Task objective => Would you please copy every line below that includes the string "NewUser"?

Provided records =>
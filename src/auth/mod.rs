//! Bearer-token issuance and the authentication middleware that guards the
//! protected routes.

pub(crate) mod middleware;
pub(crate) mod token;
//! Defines the domain models of the application.

mod category;
mod password;
mod priority;
mod spending;
mod transaction;
mod user;

pub use crate::database_id::{CategoryId, PriorityId, TransactionId, UserId};
pub use category::{Category, CategoryUpdate, NewCategory};
pub use password::{PasswordHash, ValidatedPassword};
pub use priority::{NewPriority, Priority, PriorityUpdate};
pub use spending::{Spending, SpendingCategory, SpendingPriority};
pub use transaction::{NewTransaction, Transaction, TransactionUpdate};
pub use user::{NewUser, User};
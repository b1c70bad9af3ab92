use std::{
    env,
    fs::OpenOptions,
    net::SocketAddr,
    sync::{Arc, Mutex},
};

use axum::{
    Router,
    extract::{MatchedPath, Request},
    middleware,
};
use axum_server::Handle;
use clap::Parser;
use rusqlite::Connection;
use tower_http::trace::TraceLayer;
use tracing_subscriber::{Layer, filter, layer::SubscriberExt, util::SubscriberInitExt};

use smart_account::{
    AppState, build_router, graceful_shutdown, initialize_db, logging_middleware,
    stores::SQLiteStore,
};

/// The REST API server for smart_account.
#[derive(Parser, Debug)]
#[command(version, about, long_about = None)]
struct Args {
    /// File path to the application SQLite database.
    #[arg(long)]
    db_path: String,

    /// The port to serve the API from.
    #[arg(short, long, default_value_t = 3000)]
    port: u16,
}

#[tokio::main]
async fn main() {
    setup_logging();

    let args = Args::parse();

    let addr = SocketAddr::from(([127, 0, 0, 1], args.port));

    let secret = env::var("JWT_SECRET_KEY")
        .expect("The environment variable 'JWT_SECRET_KEY' must be set");

    let connection = Connection::open(&args.db_path).expect("Could not open the database.");
    initialize_db(&connection).expect("Could not initialize the database.");

    let store = SQLiteStore::new(Arc::new(Mutex::new(connection)));
    let state = AppState::new(store, &secret);

    let handle = Handle::new();
    tokio::spawn(graceful_shutdown(handle.clone()));

    let router =
        add_tracing_layer(build_router(state)).layer(middleware::from_fn(logging_middleware));

    tracing::info!("HTTP server listening on {}", addr);
    axum_server::bind(addr)
        .handle(handle)
        .serve(router.into_make_service())
        .await
        .unwrap();
}

fn setup_logging() {
    let stdout_log = tracing_subscriber::fmt::layer().pretty();

    let log_file = OpenOptions::new()
        .create(true)
        .append(true)
        .open("debug.log")
        .expect("Could not create log file");

    let debug_log = tracing_subscriber::fmt::layer()
        .pretty()
        .with_writer(Arc::new(log_file));

    tracing_subscriber::registry()
        .with(
            stdout_log
                .with_filter(filter::LevelFilter::INFO)
                .and_then(debug_log)
                .with_filter(filter::LevelFilter::DEBUG),
        )
        .init();
}

fn add_tracing_layer(router: Router) -> Router {
    let tracing_layer = TraceLayer::new_for_http()
        .make_span_with(|req: &Request| {
            let method = req.method();
            let uri = req.uri();

            let matched_path = req
                .extensions()
                .get::<MatchedPath>()
                .map(|matched_path| matched_path.as_str());

            tracing::debug_span!("request", %method, %uri, matched_path)
        })
        // By default, `TraceLayer` will log 5xx responses but we're doing our specific
        // logging of errors so disable that
        .on_failure(());

    router.layer(tracing_layer)
}
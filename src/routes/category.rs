//! Route handlers for the category CRUD endpoints.

use axum::{
    Extension, Json,
    extract::{Path, State},
};
use serde::{Deserialize, Serialize};

use crate::{
    AppState, Error,
    models::{Category, CategoryId, CategoryUpdate, NewCategory, User},
    stores::Store,
};

/// The request body for creating a new category.
#[derive(Debug, Deserialize)]
pub(crate) struct CategoryData {
    pub name: String,
    pub description: String,
}

/// A single category wrapped for JSON responses.
#[derive(Debug, Serialize, Deserialize)]
pub(crate) struct CategoryResponse {
    pub category: Category,
}

/// A list of categories wrapped for JSON responses.
#[derive(Debug, Serialize, Deserialize)]
pub(crate) struct CategoriesResponse {
    pub categories: Vec<Category>,
}

/// A route handler for listing the current user's categories.
pub(crate) async fn category_index<S>(
    State(state): State<AppState<S>>,
    Extension(user): Extension<User>,
) -> Result<Json<CategoriesResponse>, Error>
where
    S: Store + Clone + Send + Sync + 'static,
{
    let categories = state.store().get_categories(user.id)?;

    Ok(Json(CategoriesResponse { categories }))
}

/// A route handler for fetching one of the current user's categories.
///
/// Responds with 404 whether the category does not exist or belongs to
/// another user, so the caller cannot probe other users' rows.
pub(crate) async fn category_find<S>(
    State(state): State<AppState<S>>,
    Extension(user): Extension<User>,
    Path(id): Path<String>,
) -> Result<Json<CategoryResponse>, Error>
where
    S: Store + Clone + Send + Sync + 'static,
{
    let id = CategoryId::parse(&id)?;
    let category = state.store().get_category(id, user.id)?;

    Ok(Json(CategoryResponse { category }))
}

/// A route handler for creating a new category owned by the current user.
pub(crate) async fn category_create<S>(
    State(state): State<AppState<S>>,
    Extension(user): Extension<User>,
    Json(body): Json<CategoryData>,
) -> Result<Json<CategoryResponse>, Error>
where
    S: Store + Clone + Send + Sync + 'static,
{
    let category = state.store().create_category(NewCategory {
        name: body.name,
        description: body.description,
        user_id: user.id,
    })?;

    Ok(Json(CategoryResponse { category }))
}

/// A route handler for editing one of the current user's categories.
///
/// Only the supplied fields are changed.
pub(crate) async fn category_edit<S>(
    State(state): State<AppState<S>>,
    Extension(user): Extension<User>,
    Path(id): Path<String>,
    Json(update): Json<CategoryUpdate>,
) -> Result<Json<CategoryResponse>, Error>
where
    S: Store + Clone + Send + Sync + 'static,
{
    let id = CategoryId::parse(&id)?;
    let category = state.store().update_category(id, user.id, update)?;

    Ok(Json(CategoryResponse { category }))
}

/// A route handler for deleting one of the current user's categories.
pub(crate) async fn category_delete<S>(
    State(state): State<AppState<S>>,
    Extension(user): Extension<User>,
    Path(id): Path<String>,
) -> Result<Json<CategoryResponse>, Error>
where
    S: Store + Clone + Send + Sync + 'static,
{
    let id = CategoryId::parse(&id)?;
    let category = state.store().delete_category(id, user.id)?;

    Ok(Json(CategoryResponse { category }))
}

#[cfg(test)]
mod category_route_tests {
    use std::sync::{Arc, Mutex};

    use axum_test::TestServer;
    use rusqlite::Connection;
    use serde_json::json;

    use crate::{
        AppState, build_router,
        db::initialize,
        endpoints,
        models::Category,
        routes::user::{LogInResponse, UserResponse},
        stores::SQLiteStore,
    };

    use super::{CategoriesResponse, CategoryResponse};

    const TEST_PASSWORD: &str = "averysafepassword_2024";

    fn get_test_server() -> TestServer {
        let connection = Connection::open_in_memory().expect("Could not open database in memory.");
        initialize(&connection).expect("Could not initialize database.");

        let store = SQLiteStore::new(Arc::new(Mutex::new(connection)));
        let state = AppState::new(store, "foobar");

        TestServer::try_new(build_router(state)).expect("Could not create test server.")
    }

    async fn sign_up_and_log_in(server: &TestServer, email: &str) -> String {
        server
            .post(endpoints::SIGN_UP)
            .json(&json!({
                "email": email,
                "firstName": "Test",
                "lastName": "User",
                "password": TEST_PASSWORD,
            }))
            .await
            .json::<UserResponse>();

        server
            .post(endpoints::LOG_IN)
            .json(&json!({
                "email": email,
                "password": TEST_PASSWORD,
            }))
            .await
            .json::<LogInResponse>()
            .token
    }

    async fn create_test_category(server: &TestServer, token: &str, name: &str) -> Category {
        let response = server
            .post(endpoints::CATEGORIES)
            .authorization_bearer(token)
            .json(&json!({
                "name": name,
                "description": format!("spending on {name}"),
            }))
            .await;

        response.assert_status_ok();
        response.json::<CategoryResponse>().category
    }

    #[tokio::test]
    async fn create_and_list_categories() {
        let server = get_test_server();
        let token = sign_up_and_log_in(&server, "test@test.com").await;

        let groceries = create_test_category(&server, &token, "Groceries").await;
        let rent = create_test_category(&server, &token, "Rent").await;

        let response = server
            .get(endpoints::CATEGORIES)
            .authorization_bearer(&token)
            .await;

        response.assert_status_ok();
        let body = response.json::<CategoriesResponse>();
        assert_eq!(body.categories, vec![groceries, rent]);
    }

    #[tokio::test]
    async fn find_category_round_trips() {
        let server = get_test_server();
        let token = sign_up_and_log_in(&server, "test@test.com").await;
        let category = create_test_category(&server, &token, "Groceries").await;

        let response = server
            .get(&endpoints::format_endpoint(endpoints::CATEGORY, category.id))
            .authorization_bearer(&token)
            .await;

        response.assert_status_ok();
        assert_eq!(response.json::<CategoryResponse>().category, category);
    }

    #[tokio::test]
    async fn find_category_fails_for_another_user() {
        let server = get_test_server();
        let owner_token = sign_up_and_log_in(&server, "owner@test.com").await;
        let category = create_test_category(&server, &owner_token, "Groceries").await;

        let other_token = sign_up_and_log_in(&server, "other@test.com").await;

        server
            .get(&endpoints::format_endpoint(endpoints::CATEGORY, category.id))
            .authorization_bearer(&other_token)
            .await
            .assert_status_not_found();
    }

    #[tokio::test]
    async fn edit_category_changes_only_supplied_fields() {
        let server = get_test_server();
        let token = sign_up_and_log_in(&server, "test@test.com").await;
        let category = create_test_category(&server, &token, "Groceries").await;

        let response = server
            .put(&endpoints::format_endpoint(endpoints::CATEGORY, category.id))
            .authorization_bearer(&token)
            .json(&json!({ "name": "Food" }))
            .await;

        response.assert_status_ok();
        let updated = response.json::<CategoryResponse>().category;
        assert_eq!(updated.name, "Food");
        assert_eq!(updated.description, category.description);
    }

    #[tokio::test]
    async fn delete_category_removes_it() {
        let server = get_test_server();
        let token = sign_up_and_log_in(&server, "test@test.com").await;
        let category = create_test_category(&server, &token, "Groceries").await;

        server
            .delete(&endpoints::format_endpoint(endpoints::CATEGORY, category.id))
            .authorization_bearer(&token)
            .await
            .assert_status_ok();

        server
            .get(&endpoints::format_endpoint(endpoints::CATEGORY, category.id))
            .authorization_bearer(&token)
            .await
            .assert_status_not_found();
    }

    #[tokio::test]
    async fn delete_category_fails_for_another_user() {
        let server = get_test_server();
        let owner_token = sign_up_and_log_in(&server, "owner@test.com").await;
        let category = create_test_category(&server, &owner_token, "Groceries").await;

        let other_token = sign_up_and_log_in(&server, "other@test.com").await;

        server
            .delete(&endpoints::format_endpoint(endpoints::CATEGORY, category.id))
            .authorization_bearer(&other_token)
            .await
            .assert_status_not_found();

        // The owner must still see the category.
        server
            .get(&endpoints::format_endpoint(endpoints::CATEGORY, category.id))
            .authorization_bearer(&owner_token)
            .await
            .assert_status_ok();
    }

    #[tokio::test]
    async fn category_routes_reject_malformed_ids() {
        let server = get_test_server();
        let token = sign_up_and_log_in(&server, "test@test.com").await;

        server
            .get("/category/not-a-uuid")
            .authorization_bearer(&token)
            .await
            .assert_status_not_found();
    }
}
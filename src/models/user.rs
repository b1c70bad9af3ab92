//! This file defines a user of the application and its supporting types.

use email_address::EmailAddress;
use serde::{Deserialize, Serialize};

use crate::models::{PasswordHash, UserId};

/// A user of the application.
///
/// Users are created at sign-up and are read on every protected request to
/// resolve the bearer token's subject. They are never mutated or deleted
/// through the API.
#[derive(Debug, Clone, PartialEq, Serialize, Deserialize)]
pub struct User {
    /// The user's ID in the database.
    pub id: UserId,
    /// The email address the user signed up with. Unique across users.
    pub email: EmailAddress,
    /// The user's first name.
    pub first_name: String,
    /// The user's last name.
    pub last_name: String,
    /// The user's password hash.
    pub password_hash: PasswordHash,
}

/// The data needed to create a new user at sign-up.
///
/// The store assigns the ID when the user is persisted.
#[derive(Debug, Clone)]
pub struct NewUser {
    /// The email address to register. Must not belong to an existing user.
    pub email: EmailAddress,
    /// The user's first name.
    pub first_name: String,
    /// The user's last name.
    pub last_name: String,
    /// The hash of the user's validated password.
    pub password_hash: PasswordHash,
}
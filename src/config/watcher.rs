//! Configuration file watcher for hot reload.
//!
//! Editors usually save through a temp file and a rename, and a single save
//! produces a burst of events. The parent directory is watched, events for
//! other files are ignored, and a burst is coalesced into one reload.

use std::ffi::OsString;
use std::path::{Path, PathBuf};
use std::time::Duration;

use notify::{Config, Event, RecommendedWatcher, RecursiveMode, Watcher};
use tokio::sync::mpsc;
use tokio::time;

use crate::config::loader::load_config;
use crate::config::schema::SyncConfig;

/// Quiet period after the last file event before reloading.
pub const DEFAULT_DEBOUNCE: Duration = Duration::from_millis(300);

/// Watches the sync configuration file and emits validated reloads.
pub struct ConfigWatcher {
    path: PathBuf,
    debounce: Duration,
    update_tx: mpsc::UnboundedSender<SyncConfig>,
}

impl ConfigWatcher {
    /// Returns the watcher and a receiver for validated configuration updates.
    pub fn new(path: &Path) -> (Self, mpsc::UnboundedReceiver<SyncConfig>) {
        let (update_tx, update_rx) = mpsc::unbounded_channel();

        (
            Self {
                path: path.to_path_buf(),
                debounce: DEFAULT_DEBOUNCE,
                update_tx,
            },
            update_rx,
        )
    }

    pub fn with_debounce(mut self, debounce: Duration) -> Self {
        self.debounce = debounce;
        self
    }

    /// Start watching. Must be called inside a Tokio runtime; the returned
    /// watcher must be kept alive, and dropping it ends the reload task.
    pub fn run(self) -> Result<RecommendedWatcher, notify::Error> {
        let file_name: Option<OsString> = self.path.file_name().map(OsString::from);
        let dir = match self.path.parent() {
            Some(parent) if !parent.as_os_str().is_empty() => parent.to_path_buf(),
            _ => PathBuf::from("."),
        };

        let (signal_tx, signal_rx) = mpsc::unbounded_channel::<()>();
        let mut watcher = RecommendedWatcher::new(
            move |res: notify::Result<Event>| match res {
                Ok(event) => {
                    let relevant = (event.kind.is_modify() || event.kind.is_create())
                        && event
                            .paths
                            .iter()
                            .any(|p| p.file_name().map(OsString::from) == file_name);
                    if relevant {
                        let _ = signal_tx.send(());
                    }
                }
                Err(e) => tracing::error!(error = %e, "Config watch error"),
            },
            Config::default().with_poll_interval(Duration::from_secs(2)),
        )?;
        watcher.watch(&dir, RecursiveMode::NonRecursive)?;

        let path = self.path.clone();
        let tx = self.update_tx;
        tokio::spawn(coalesce(signal_rx, self.debounce, move || {
            match load_config(&path) {
                Ok(config) => {
                    tracing::info!(path = ?path, polls = config.polls.len(), "Configuration reloaded");
                    tx.send(config).is_ok()
                }
                Err(e) => {
                    tracing::error!(error = %e, "Failed to reload config, keeping current configuration");
                    true
                }
            }
        }));

        tracing::info!(path = ?self.path, debounce_ms = self.debounce.as_millis() as u64, "Config watcher started");
        Ok(watcher)
    }
}

/// Call `settled` once per burst of signals, after `window` of quiet.
/// Stops when the signal source goes away or `settled` returns false.
async fn coalesce<F>(mut signals: mpsc::UnboundedReceiver<()>, window: Duration, settled: F)
where
    F: Fn() -> bool,
{
    while signals.recv().await.is_some() {
        loop {
            match time::timeout(window, signals.recv()).await {
                Ok(Some(())) => continue,
                Ok(None) => return,
                Err(_) => break,
            }
        }
        if !settled() {
            return;
        }
    }
}

#[cfg(test)]
mod tests {
    use super::*;
    use std::sync::atomic::{AtomicU32, Ordering};
    use std::sync::Arc;

    #[tokio::test(start_paused = true)]
    async fn test_burst_of_events_reloads_once() {
        let (tx, rx) = mpsc::unbounded_channel();
        let reloads = Arc::new(AtomicU32::new(0));
        let counter = reloads.clone();
        let task = tokio::spawn(coalesce(rx, Duration::from_millis(300), move || {
            counter.fetch_add(1, Ordering::SeqCst);
            true
        }));

        for _ in 0..4 {
            tx.send(()).unwrap();
            time::sleep(Duration::from_millis(50)).await;
        }
        time::sleep(Duration::from_millis(400)).await;
        assert_eq!(reloads.load(Ordering::SeqCst), 1);

        tx.send(()).unwrap();
        time::sleep(Duration::from_millis(400)).await;
        assert_eq!(reloads.load(Ordering::SeqCst), 2);

        drop(tx);
        task.await.unwrap();
    }

    #[tokio::test(start_paused = true)]
    async fn test_stops_when_updates_are_unwanted() {
        let (tx, rx) = mpsc::unbounded_channel();
        let task = tokio::spawn(coalesce(rx, Duration::from_millis(100), || false));

        tx.send(()).unwrap();
        time::sleep(Duration::from_millis(200)).await;
        assert!(task.is_finished());
    }
}
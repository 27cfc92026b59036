//! Configuration management subsystem.
//!
//! # Data Flow
//! ```text
//! config file (TOML)
//!     → loader.rs (parse & deserialize)
//!     → validation.rs (semantic checks)
//!     → SyncConfig (validated, immutable)
//!     → sections handed to the subsystems that own them
//!
//! On file change:
//!     watcher.rs detects change
//!     → loader.rs loads new config
//!     → validation.rs validates
//!     → daemon diffs [[polls]] and re-registers changed keys
//! ```
//!
//! # Design Decisions
//! - All fields have defaults to allow minimal configs
//! - Validation separates syntactic (serde) from semantic checks
//! - Only polling registrations are hot-reloadable

pub mod loader;
pub mod schema;
pub mod validation;
pub mod watcher;

pub use loader::{load_config, ConfigError};
pub use schema::{
    AdminConfig, CacheConfig, CircuitBreakerConfig, GateConfig, HttpConfig, ObservabilityConfig,
    PollSpec, PollingConfig, SyncConfig,
};
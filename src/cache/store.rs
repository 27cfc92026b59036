//! TTL cache keyed by request fingerprint.

use std::sync::Arc;
use std::time::{Duration, SystemTime, UNIX_EPOCH};

use dashmap::DashMap;
use serde::Serialize;
use tokio::time::Instant;

use crate::cache::Fingerprint;
use crate::observability::metrics;

/// One cached payload.
#[derive(Debug, Clone)]
pub struct CacheEntry<T> {
    pub payload: T,
    /// Monotonic storage time, used for freshness.
    pub stored_at: Instant,
    /// Wall-clock storage time in milliseconds since the epoch.
    pub stored_at_ms: u64,
    pub ttl: Duration,
}

impl<T> CacheEntry<T> {
    pub fn new(payload: T, ttl: Duration) -> Self {
        Self {
            payload,
            stored_at: Instant::now(),
            stored_at_ms: unix_millis(),
            ttl,
        }
    }

    /// Fresh iff `now - stored_at < ttl`.
    pub fn is_fresh(&self) -> bool {
        self.age() < self.ttl
    }

    pub fn age(&self) -> Duration {
        Instant::now().saturating_duration_since(self.stored_at)
    }
}

/// Serializable view of an entry, for introspection.
#[derive(Debug, Clone, Serialize)]
pub struct CacheEntryInfo {
    pub stored_at_ms: u64,
    pub age_ms: u64,
    pub ttl_ms: u64,
    pub fresh: bool,
}

impl<T> From<&CacheEntry<T>> for CacheEntryInfo {
    fn from(entry: &CacheEntry<T>) -> Self {
        Self {
            stored_at_ms: entry.stored_at_ms,
            age_ms: entry.age().as_millis() as u64,
            ttl_ms: entry.ttl.as_millis() as u64,
            fresh: entry.is_fresh(),
        }
    }
}

/// A thread-safe TTL cache. Clones share the same storage.
#[derive(Debug)]
pub struct Cache<T> {
    inner: Arc<DashMap<Fingerprint, CacheEntry<T>>>,
}

impl<T> Clone for Cache<T> {
    fn clone(&self) -> Self {
        Self {
            inner: self.inner.clone(),
        }
    }
}

impl<T> Default for Cache<T> {
    fn default() -> Self {
        Self {
            inner: Arc::new(DashMap::new()),
        }
    }
}

impl<T: Clone> Cache<T> {
    pub fn new() -> Self {
        Self::default()
    }

    /// Return the payload only while it is fresh. Never evicts.
    pub fn get(&self, fingerprint: &Fingerprint) -> Option<T> {
        self.inner
            .get(fingerprint)
            .filter(|entry| entry.is_fresh())
            .map(|entry| entry.payload.clone())
    }

    /// Fresh entry with its original storage time.
    pub fn fresh_entry(&self, fingerprint: &Fingerprint) -> Option<CacheEntry<T>> {
        self.inner
            .get(fingerprint)
            .filter(|entry| entry.is_fresh())
            .map(|entry| entry.value().clone())
    }

    /// Raw snapshot, stale or not.
    pub fn entry(&self, fingerprint: &Fingerprint) -> Option<CacheEntry<T>> {
        self.inner.get(fingerprint).map(|r| r.value().clone())
    }

    pub fn contains_fresh(&self, fingerprint: &Fingerprint) -> bool {
        self.inner
            .get(fingerprint)
            .map(|entry| entry.is_fresh())
            .unwrap_or(false)
    }

    /// Unconditional overwrite; resets the storage time.
    pub fn set(&self, fingerprint: Fingerprint, payload: T, ttl: Duration) {
        self.insert(fingerprint, CacheEntry::new(payload, ttl));
    }

    /// Store a prepared entry as is.
    pub fn insert(&self, fingerprint: Fingerprint, entry: CacheEntry<T>) {
        self.inner.insert(fingerprint, entry);
        metrics::record_cache_size(self.inner.len());
    }

    pub fn remove(&self, fingerprint: &Fingerprint) -> bool {
        let removed = self.inner.remove(fingerprint).is_some();
        metrics::record_cache_size(self.inner.len());
        removed
    }

    /// Evict every expired entry. Returns how many were dropped.
    pub fn sweep(&self) -> usize {
        let before = self.inner.len();
        self.inner.retain(|_, entry| entry.is_fresh());
        let evicted = before.saturating_sub(self.inner.len());
        metrics::record_cache_size(self.inner.len());
        evicted
    }

    /// Drop everything. Called when the caller's identity changes.
    pub fn clear(&self) {
        self.inner.clear();
        metrics::record_cache_size(0);
    }

    pub fn len(&self) -> usize {
        self.inner.len()
    }

    pub fn is_empty(&self) -> bool {
        self.inner.is_empty()
    }
}

pub(crate) fn unix_millis() -> u64 {
    SystemTime::now()
        .duration_since(UNIX_EPOCH)
        .unwrap_or_default()
        .as_millis() as u64
}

Expected answer =>
pub use user::{NewUser, User};
pub struct NewUser {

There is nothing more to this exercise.